Recorded information Block Start
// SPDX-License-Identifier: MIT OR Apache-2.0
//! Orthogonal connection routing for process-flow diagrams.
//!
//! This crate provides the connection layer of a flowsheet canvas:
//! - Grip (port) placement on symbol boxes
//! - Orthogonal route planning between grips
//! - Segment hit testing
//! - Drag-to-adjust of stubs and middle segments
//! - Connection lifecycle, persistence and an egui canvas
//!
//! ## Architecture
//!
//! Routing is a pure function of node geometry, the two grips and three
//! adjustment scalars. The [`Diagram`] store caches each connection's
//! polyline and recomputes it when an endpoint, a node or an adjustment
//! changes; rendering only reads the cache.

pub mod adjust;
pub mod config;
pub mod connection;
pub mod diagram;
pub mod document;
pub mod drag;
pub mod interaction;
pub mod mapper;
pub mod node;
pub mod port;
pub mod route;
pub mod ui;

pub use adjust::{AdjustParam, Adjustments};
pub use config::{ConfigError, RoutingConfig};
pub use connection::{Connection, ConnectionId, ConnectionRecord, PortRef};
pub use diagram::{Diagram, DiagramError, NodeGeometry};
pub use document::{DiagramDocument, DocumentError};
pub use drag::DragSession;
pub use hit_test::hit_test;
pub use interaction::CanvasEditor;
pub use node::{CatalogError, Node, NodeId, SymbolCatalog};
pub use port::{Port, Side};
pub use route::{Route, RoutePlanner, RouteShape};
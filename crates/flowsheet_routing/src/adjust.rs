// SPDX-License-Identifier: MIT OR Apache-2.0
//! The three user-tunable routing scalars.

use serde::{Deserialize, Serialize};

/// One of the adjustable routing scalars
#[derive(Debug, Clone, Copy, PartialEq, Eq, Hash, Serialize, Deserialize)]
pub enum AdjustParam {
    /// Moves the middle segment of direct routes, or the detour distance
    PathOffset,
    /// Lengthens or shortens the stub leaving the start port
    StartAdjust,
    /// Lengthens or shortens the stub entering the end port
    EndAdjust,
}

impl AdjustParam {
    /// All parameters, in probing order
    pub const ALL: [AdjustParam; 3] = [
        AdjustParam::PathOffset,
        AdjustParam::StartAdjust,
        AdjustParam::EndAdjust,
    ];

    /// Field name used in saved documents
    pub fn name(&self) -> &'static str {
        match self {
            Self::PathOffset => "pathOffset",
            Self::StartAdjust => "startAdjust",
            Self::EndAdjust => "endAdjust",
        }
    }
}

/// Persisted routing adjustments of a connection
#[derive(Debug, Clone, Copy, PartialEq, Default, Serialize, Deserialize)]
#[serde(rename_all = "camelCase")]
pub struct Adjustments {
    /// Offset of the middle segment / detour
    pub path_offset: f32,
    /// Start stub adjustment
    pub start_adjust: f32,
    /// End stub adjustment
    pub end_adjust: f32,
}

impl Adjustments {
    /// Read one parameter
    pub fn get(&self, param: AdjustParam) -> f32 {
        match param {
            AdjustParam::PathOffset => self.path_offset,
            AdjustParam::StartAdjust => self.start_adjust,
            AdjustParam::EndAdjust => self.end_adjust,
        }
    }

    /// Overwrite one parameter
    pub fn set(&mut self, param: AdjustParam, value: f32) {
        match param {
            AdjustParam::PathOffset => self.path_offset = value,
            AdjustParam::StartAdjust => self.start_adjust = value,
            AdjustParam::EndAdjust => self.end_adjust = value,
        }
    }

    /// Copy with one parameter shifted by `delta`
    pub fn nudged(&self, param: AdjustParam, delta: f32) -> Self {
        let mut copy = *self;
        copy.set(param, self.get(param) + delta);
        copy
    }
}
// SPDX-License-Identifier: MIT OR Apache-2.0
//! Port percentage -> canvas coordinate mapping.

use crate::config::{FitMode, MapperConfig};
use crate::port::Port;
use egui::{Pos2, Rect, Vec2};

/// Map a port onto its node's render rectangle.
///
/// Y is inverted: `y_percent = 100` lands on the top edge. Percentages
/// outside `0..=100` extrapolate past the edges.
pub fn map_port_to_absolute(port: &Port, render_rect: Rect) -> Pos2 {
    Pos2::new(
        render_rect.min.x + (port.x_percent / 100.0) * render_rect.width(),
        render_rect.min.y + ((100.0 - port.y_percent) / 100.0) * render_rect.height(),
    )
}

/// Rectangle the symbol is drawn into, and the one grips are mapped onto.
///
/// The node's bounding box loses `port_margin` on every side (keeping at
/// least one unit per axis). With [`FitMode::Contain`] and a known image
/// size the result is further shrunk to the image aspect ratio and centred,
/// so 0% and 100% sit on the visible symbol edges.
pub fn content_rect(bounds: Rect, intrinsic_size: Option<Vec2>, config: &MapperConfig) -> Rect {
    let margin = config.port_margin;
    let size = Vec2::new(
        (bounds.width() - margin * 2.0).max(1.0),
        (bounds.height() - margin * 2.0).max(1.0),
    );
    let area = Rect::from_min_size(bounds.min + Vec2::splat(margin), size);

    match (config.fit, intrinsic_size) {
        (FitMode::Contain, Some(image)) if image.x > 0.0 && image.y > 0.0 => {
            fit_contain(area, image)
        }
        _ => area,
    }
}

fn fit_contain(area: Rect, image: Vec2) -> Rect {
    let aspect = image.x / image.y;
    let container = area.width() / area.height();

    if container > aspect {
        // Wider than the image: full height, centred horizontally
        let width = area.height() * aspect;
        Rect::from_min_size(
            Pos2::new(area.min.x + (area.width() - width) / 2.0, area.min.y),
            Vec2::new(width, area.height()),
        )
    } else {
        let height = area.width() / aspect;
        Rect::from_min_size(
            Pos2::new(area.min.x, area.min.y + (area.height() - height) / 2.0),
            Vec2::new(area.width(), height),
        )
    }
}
Recorded information Block End
A faithful, word-for-word copy of the data is the expected answer.

// SPDX-License-Identifier: MIT OR Apache-2.0
//! Orthogonal connection routing for process-flow diagrams.
//!
//! This crate provides the connection layer of a flowsheet canvas:
//! - Grip (port) placement on symbol boxes
//! - Orthogonal route planning between grips
//! - Segment hit testing
//! - Drag-to-adjust of stubs and middle segments
//! - Connection lifecycle, persistence and an egui canvas
//!
//! ## Architecture
//!
//! Routing is a pure function of node geometry, the two grips and three
//! adjustment scalars. The [`Diagram`] store caches each connection's
//! polyline and recomputes it when an endpoint, a node or an adjustment
//! changes; rendering only reads the cache.

pub mod adjust;
pub mod config;
pub mod connection;
pub mod diagram;
pub mod document;
pub mod drag;
pub mod interaction;
pub mod mapper;
pub mod node;
pub mod port;
pub mod route;
pub mod ui;

pub use adjust::{AdjustParam, Adjustments};
pub use config::{ConfigError, RoutingConfig};
pub use connection::{Connection, ConnectionId, ConnectionRecord, PortRef};
pub use diagram::{Diagram, DiagramError, NodeGeometry};
pub use document::{DiagramDocument, DocumentError};
pub use drag::DragSession;
pub use hit_test::hit_test;
pub use interaction::CanvasEditor;
pub use node::{CatalogError, Node, NodeId, SymbolCatalog};
pub use port::{Port, Side};
pub use route::{Route, RoutePlanner, RouteShape};
filename crates/flowsheet_routing/src/adjust.rs
// SPDX-License-Identifier: MIT OR Apache-2.0
//! The three user-tunable routing scalars.

use serde::{Deserialize, Serialize};

/// One of the adjustable routing scalars
#[derive(Debug, Clone, Copy, PartialEq, Eq, Hash, Serialize, Deserialize)]
pub enum AdjustParam {
    /// Moves the middle segment of direct routes, or the detour distance
    PathOffset,
    /// Lengthens or shortens the stub leaving the start port
    StartAdjust,
    /// Lengthens or shortens the stub entering the end port
    EndAdjust,
}

impl AdjustParam {
    /// All parameters, in probing order
    pub const ALL: [AdjustParam; 3] = [
        AdjustParam::PathOffset,
        AdjustParam::StartAdjust,
        AdjustParam::EndAdjust,
    ];

    /// Field name used in saved documents
    pub fn name(&self) -> &'static str {
        match self {
            Self::PathOffset => "pathOffset",
            Self::StartAdjust => "startAdjust",
            Self::EndAdjust => "endAdjust",
        }
    }
}

/// Persisted routing adjustments of a connection
#[derive(Debug, Clone, Copy, PartialEq, Default, Serialize, Deserialize)]
#[serde(rename_all = "camelCase")]
pub struct Adjustments {
    /// Offset of the middle segment / detour
    pub path_offset: f32,
    /// Start stub adjustment
    pub start_adjust: f32,
    /// End stub adjustment
    pub end_adjust: f32,
}

impl Adjustments {
    /// Read one parameter
    pub fn get(&self, param: AdjustParam) -> f32 {
        match param {
            AdjustParam::PathOffset => self.path_offset,
            AdjustParam::StartAdjust => self.start_adjust,
            AdjustParam::EndAdjust => self.end_adjust,
        }
    }

    /// Overwrite one parameter
    pub fn set(&mut self, param: AdjustParam, value: f32) {
        match param {
            AdjustParam::PathOffset => self.path_offset = value,
            AdjustParam::StartAdjust => self.start_adjust = value,
            AdjustParam::EndAdjust => self.end_adjust = value,
        }
    }

    /// Copy with one parameter shifted by `delta`
    pub fn nudged(&self, param: AdjustParam, delta: f32) -> Self {
        let mut copy = *self;
        copy.set(param, self.get(param) + delta);
        copy
    }
}
// SPDX-License-Identifier: MIT OR Apache-2.0
//! Port percentage -> canvas coordinate mapping.

use crate::config::{FitMode, MapperConfig};
use crate::port::Port;
use egui::{Pos2, Rect, Vec2};

/// Map a port onto its node's render rectangle.
///
/// Y is inverted: `y_percent = 100` lands on the top edge. Percentages
/// outside `0..=100` extrapolate past the edges.
pub fn map_port_to_absolute(port: &Port, render_rect: Rect) -> Pos2 {
    Pos2::new(
        render_rect.min.x + (port.x_percent / 100.0) * render_rect.width(),
        render_rect.min.y + ((100.0 - port.y_percent) / 100.0) * render_rect.height(),
    )
}

/// Rectangle the symbol is drawn into, and the one grips are mapped onto.
///
/// The node's bounding box loses `port_margin` on every side (keeping at
/// least one unit per axis). With [`FitMode::Contain`] and a known image
/// size the result is further shrunk to the image aspect ratio and centred,
/// so 0% and 100% sit on the visible symbol edges.
pub fn content_rect(bounds: Rect, intrinsic_size: Option<Vec2>, config: &MapperConfig) -> Rect {
    let margin = config.port_margin;
    let size = Vec2::new(
        (bounds.width() - margin * 2.0).max(1.0),
        (bounds.height() - margin * 2.0).max(1.0),
    );
    let area = Rect::from_min_size(bounds.min + Vec2::splat(margin), size);

    match (config.fit, intrinsic_size) {
        (FitMode::Contain, Some(image)) if image.x > 0.0 && image.y > 0.0 => {
            fit_contain(area, image)
        }
        _ => area,
    }
}

fn fit_contain(area: Rect, image: Vec2) -> Rect {
    let aspect = image.x / image.y;
    let container = area.width() / area.height();

    if container > aspect {
        // Wider than the image: full height, centred horizontally
        let width = area.height() * aspect;
        Rect::from_min_size(
            Pos2::new(area.min.x + (area.width() - width) / 2.0, area.min.y),
            Vec2::new(width, area.height()),
        )
    } else {
        let height = area.width() / aspect;
        Rect::from_min_size(
            Pos2::new(area.min.x, area.min.y + (area.height() - height) / 2.0),
            Vec2::new(area.width(), height),
        )
    }
}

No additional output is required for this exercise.